The book of ‘The Film’, part 2

5th February 2013

I posted yesterday about my discovery of the remarkable book The Film: Its Economic, Social and Artistic Problems, which published in English by The Focal Press in 1948. Do take a look at that blog for an introduction to the volume, and allow me to return to it here to highlight two strands that I find of particular interest. One its its unabashed Marxist analysis of the woes of the film industry, illustrated with wonderful diagrams of monopoly capitalism in action (a detail of one is above). The other line of thought that chimes with much that I am thinking about in current productions is concerned with the distinctions between Film (which is often capitalised in the book and regarded as essentially monolithic) and Theatre (ditto).

The film (if it’s not capitalised it is preceded by the definite article)… ‘The film is not theatre,’ The Film states on the left-hand page of lay-out 2. ‘The theatre has its principles; the film has its principles.’ And indeed much of the book is concerned with determining the specific principles of cinema, which is understood as a pictorial art and one to which ‘montage’ is fundamental. This latter idea had been developed by the Soviet theorist and filmmaker Pudovkin, and his influence can be recognised throughout The Film. ‘A well-acted and well-photographed film is not by this alone a good film. It is the montage that completes the film.’ (rhp. 42)

As for theatre…

The theatre-goer always remains emotionally outside the stage action to a certain degree, while the film-goer is alternately involved and excluded by the motion picture drama; he stands in the midst of the action and is repeatedly forced to change his viewpoint. He has not time to be aware of the distance between himself and the action on the screen. The suggestive power of the theatre seldom goes so far as to blot out completely the distance between the spectator and the stage; for the theatre-goer the distance between from the stage action remains, assuring objectivity in the guarantee of artistic experience. The film-goer is hardly able to consider the film objectively, that is to keep it away from himself – he experiences it as (photographed) reality. Therein lies the enormous suggestive power of the film, but therein also lies its enormous artistic danger.

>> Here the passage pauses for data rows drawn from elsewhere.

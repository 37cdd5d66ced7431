//! Model catalog discovery.
//!
//! The catalog is a `models.toml` file listing the models the UI can offer
//! for loading. Availability discovery stays thin by design: the runtime
//! itself decides whether a model actually loads.

use std::path::{Path, PathBuf};

use serde::{Deserialize, Serialize};

use codeloom_core::{LoomError, ModelInfo, Result};

#[derive(Debug, Serialize, Deserialize, Default)]
struct CatalogFile {
    #[serde(default)]
    models: Vec<ModelInfo>,
}

/// Loader for the model catalog.
pub struct ModelCatalog {
    path: PathBuf,
}

impl ModelCatalog {
    /// Catalog at the default location (`<config-dir>/codeloom/models.toml`).
    pub fn new_default() -> Result<Self> {
        let dir = dirs::config_dir()
            .ok_or_else(|| LoomError::config("cannot resolve a config directory"))?;
        Ok(Self::with_path(dir.join("codeloom").join("models.toml")))
    }

    pub fn with_path(path: impl Into<PathBuf>) -> Self {
        Self { path: path.into() }
    }

    pub fn path(&self) -> &Path {
        &self.path
    }

    /// Loads all catalog entries; an absent file is an empty catalog.
    pub fn load(&self) -> Result<Vec<ModelInfo>> {
        let raw = match std::fs::read_to_string(&self.path) {
            Ok(raw) => raw,
            Err(err) if err.kind() == std::io::ErrorKind::NotFound => return Ok(Vec::new()),
            Err(err) => return Err(err.into()),
        };
        let parsed: CatalogFile = toml::from_str(&raw)?;
        Ok(parsed.models)
    }

    /// Finds one entry by id.
    pub fn find(&self, id: &str) -> Result<ModelInfo> {
        self.load()?
            .into_iter()
            .find(|m| m.id == id)
            .ok_or_else(|| LoomError::not_found("model", id))
    }
}

#[cfg(test)]
mod tests {
    use super::*;

    const SAMPLE: &str = r#"
[[models]]
id = "tiny-coder"
display_name = "Tiny Coder 1B"
path_or_url = "/models/tiny-coder.gguf"
context_window = 4096

[[models]]
id = "big-coder"
display_name = "Big Coder 7B"
path_or_url = "/models/big-coder.gguf"
"#;

    #[test]
    fn test_parse_catalog() {
        let dir = tempfile::tempdir().unwrap();
        let path = dir.path().join("models.toml");
        std::fs::write(&path, SAMPLE).unwrap();

        let catalog = ModelCatalog::with_path(&path);
        let models = catalog.load().unwrap();
        assert_eq!(models.len(), 2);
        assert_eq!(models[0].context_window, 4096);
        // Defaulted context window.
        assert_eq!(models[1].context_window, 8192);
    }

    #[test]
    fn test_missing_catalog_is_empty() {
        let catalog = ModelCatalog::with_path("/nonexistent/models.toml");
        assert!(catalog.load().unwrap().is_empty());
    }

    #[test]
    fn test_find_unknown_model() {
        let catalog = ModelCatalog::with_path("/nonexistent/models.toml");
        let err = catalog.find("absent").unwrap_err();
        assert!(err.is_not_found());
    }
}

Such thoughts are both intriguing and (we would say) wrong-headed, but I find it fascinating to glimpse how the two art forms were understood by the authors at this moment. They illustrate their ideas with a ‘Film and Theatre’ page that has a scene from a Basel production of The Weavers by Gerhart Hauptmann to the left and photos by Hans Richter, reproduced at a tiny scale, to the right.

Film + Theatre

Considering the economics of motion picture production, The Film begins its analysis by lamenting that the movie goer has no idea of how film financing works. After all, the book says, a producer can ‘dare to use the gigantic production costs as propaganda’:

‘ “This film cost five million dollars!”5,000,000 dollars – it must be a great film.’ If the film-goer knew how much in human principlesand artistic quality had to be sacrificed for this ‘record sum’, it would hardly be possible to use the high costs of production and the high salaries of the stars as publicity any longer.

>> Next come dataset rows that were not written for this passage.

use base64::{engine::general_purpose::URL_SAFE_NO_PAD, Engine as _};
use chrono::{DateTime, Duration, Utc};
use qrcode::render::svg;
use qrcode::QrCode;
use ring::hmac;
use serde::{Deserialize, Serialize};
use uuid::Uuid;

/// Tokens issued slightly in the future are tolerated up to this skew
const CLOCK_SKEW_SECS: i64 = 30;

#[derive(thiserror::Error, Debug)]
pub enum QrTokenError {
    #[error("token is malformed")]
    Malformed,

    #[error("token signature does not match")]
    BadSignature,

    #[error("token expired")]
    Expired,

    #[error("token issued in the future")]
    NotYetValid,

    #[error("token does not belong to this facility")]
    WrongFacility,

    #[error("JSON serialization failed: {0}")]
    Serialization(#[from] serde_json::Error),

    #[error("QR code generation failed: {0}")]
    Render(#[from] qrcode::types::QrError),
}

/// Body of a facility check-in QR code
#[derive(Debug, Clone, PartialEq, Eq, Serialize, Deserialize)]
pub struct QrCheckinPayload {
    pub facility_id: Uuid,
    /// Unix seconds
    pub issued_at: i64,
}

/// Issues and verifies the signed tokens a facility displays for QR check-in.
///
/// Token format: `base64url(json payload) "." hex(HMAC-SHA256(encoded payload))`
#[derive(Clone)]
pub struct QrSigner {
    key: hmac::Key,
    ttl: Duration,
}

impl std::fmt::Debug for QrSigner {
    fn fmt(&self, f: &mut std::fmt::Formatter<'_>) -> std::fmt::Result {
        f.debug_struct("QrSigner").field("ttl", &self.ttl).finish_non_exhaustive()
    }
}

impl QrSigner {
    pub fn new(signing_key: &[u8], ttl: Duration) -> Self {
        Self {
            key: hmac::Key::new(hmac::HMAC_SHA256, signing_key),
            ttl,
        }
    }

    pub fn issue(&self, facility_id: Uuid, now: DateTime<Utc>) -> Result<String, QrTokenError> {
        let payload = QrCheckinPayload {
            facility_id,
            issued_at: now.timestamp(),
        };
        let encoded = URL_SAFE_NO_PAD.encode(serde_json::to_vec(&payload)?);
        let tag = hmac::sign(&self.key, encoded.as_bytes());

        Ok(format!("{}.{}", encoded, hex::encode(tag.as_ref())))
    }

    /// Checks signature and freshness, returning the facility the token was issued for
    pub fn verify(&self, token: &str, now: DateTime<Utc>) -> Result<QrCheckinPayload, QrTokenError> {
        let (encoded, signature) = token.trim().split_once('.').ok_or(QrTokenError::Malformed)?;
        let signature = hex::decode(signature).map_err(|_| QrTokenError::Malformed)?;

        hmac::verify(&self.key, encoded.as_bytes(), &signature)
            .map_err(|_| QrTokenError::BadSignature)?;

        let raw = URL_SAFE_NO_PAD
            .decode(encoded)
            .map_err(|_| QrTokenError::Malformed)?;
        let payload: QrCheckinPayload = serde_json::from_slice(&raw)?;

        let age = now.timestamp() - payload.issued_at;
        if age < -CLOCK_SKEW_SECS {
            return Err(QrTokenError::NotYetValid);
        }
        if age > self.ttl.num_seconds() {
            return Err(QrTokenError::Expired);
        }

        Ok(payload)
    }
}

/// Renders a token as an SVG QR code
pub fn render_svg(token: &str) -> Result<String, QrTokenError> {
    let code = QrCode::new(token.as_bytes())?;
    let svg = code.render::<svg::Color>().min_dimensions(200, 200).build();

    Ok(svg)
}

The Film is packed with ‘facts’ about average production costs and amortization (the number of buyers that it takes to cover what a painting or a theatre production or a film cost to make. Costs have been increasing (length, longer schedules, larger crews, sound, colour) and this means the necessity of films appealing to an international market. It’s a familiar story, no? And the consequences? Well, according to The Film, this could be ‘the spreading of valid human ideas’ but in reality ‘is today predominantly the exploitation of the wishful thinking of the film-goer’.

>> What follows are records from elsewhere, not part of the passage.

use anyhow::Context;
use chrono::Duration;
use secrecy::ExposeSecret;
use std::{net::SocketAddr, sync::Arc};
use tower_http::{cors::CorsLayer, trace::TraceLayer};
use tracing_subscriber::{layer::SubscriberExt, util::SubscriberInitExt};

use gymdesk_attendance::api::{self, AppState};
use gymdesk_attendance::config::Config;
use gymdesk_attendance::db::{self, AttendanceStore, MemoryAttendanceStore, PgAttendanceStore};
use gymdesk_attendance::jobs::auto_checkout;
use gymdesk_attendance::services::attendance::AttendanceService;
use gymdesk_attendance::services::clock::SystemClock;
use gymdesk_attendance::services::qr_checkin::QrSigner;

#[tokio::main]
async fn main() -> anyhow::Result<()> {
    // Initialize tracing
    tracing_subscriber::registry()
        .with(
            tracing_subscriber::EnvFilter::try_from_default_env()
                .unwrap_or_else(|_| "gymdesk_attendance=debug,tower_http=debug".into()),
        )
        .with(tracing_subscriber::fmt::layer())
        .init();

    tracing::info!("Starting attendance server...");

    // Load configuration
    let config = Config::from_env()?;
    tracing::info!("Configuration loaded successfully");

    let store: Arc<dyn AttendanceStore> = match &config.database_url {
        Some(database_url) => {
            let pool = db::create_pool(database_url).await?;
            tracing::info!("Database pool created");

            db::run_migrations(&pool).await?;
            tracing::info!("Database migrations completed");

            Arc::new(PgAttendanceStore::new(pool))
        }
        None => {
            tracing::warn!("DATABASE_URL not set, attendance records are kept in memory only");
            Arc::new(MemoryAttendanceStore::new())
        }
    };

    let day_offset = config
        .facility_offset()
        .context("facility_utc_offset_minutes out of range")?;
    let qr = QrSigner::new(
        config.qr_signing_key.expose_secret().as_bytes(),
        Duration::seconds(config.qr_token_ttl_secs),
    );
    let attendance = AttendanceService::new(
        store,
        Arc::new(SystemClock),
        qr,
        day_offset,
        config.auto_checkout_batch_size,
    );

    // Keep the scheduler alive for the lifetime of the server
    let mut scheduler =
        auto_checkout::start_scheduler(attendance.clone(), &config.auto_checkout_cron).await?;

    let state = AppState { attendance };

    let mut app = api::router()
        .layer(TraceLayer::new_for_http())
        .with_state(state);
    if config.cors_allow_any {
        app = app.layer(CorsLayer::permissive());
    }

    let addr: SocketAddr = format!("{}:{}", config.host, config.port)
        .parse()
        .context("invalid HOST/PORT")?;
    tracing::info!("Listening on {}", addr);

    // Start server
    let listener = tokio::net::TcpListener::bind(addr).await?;
    axum::serve(listener, app)
        .with_graceful_shutdown(shutdown_signal())
        .await?;

    if let Err(e) = scheduler.shutdown().await {
        tracing::warn!(error = ?e, "Scheduler did not shut down cleanly");
    }

    Ok(())
}

async fn shutdown_signal() {
    if let Err(e) = tokio::signal::ctrl_c().await {
        tracing::error!(error = %e, "Failed to install CTRL+C signal handler");
        std::future::pending::<()>().await;
    }
    tracing::info!("Shutdown signal received, cleaning up...");
}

The problem is the need for very large capital investment, and

The results of the high capitalization of the film industry are: the rapid concentration of invested capital, international interlocking of the great production companies, and an encroachment by the production companies on the previously independent distribution companies and also on the movie theatres.

All of which leads The Film to these remarkable visualisations of the monopoly structure of the cinema industry.

And just to give you a better look at those two diagrams…

The Film concludes this section with a lament

The market risk

limits the artistic freedom

creates fear of the new

leads to standardization of film production.

To which I can only add… plus ca change.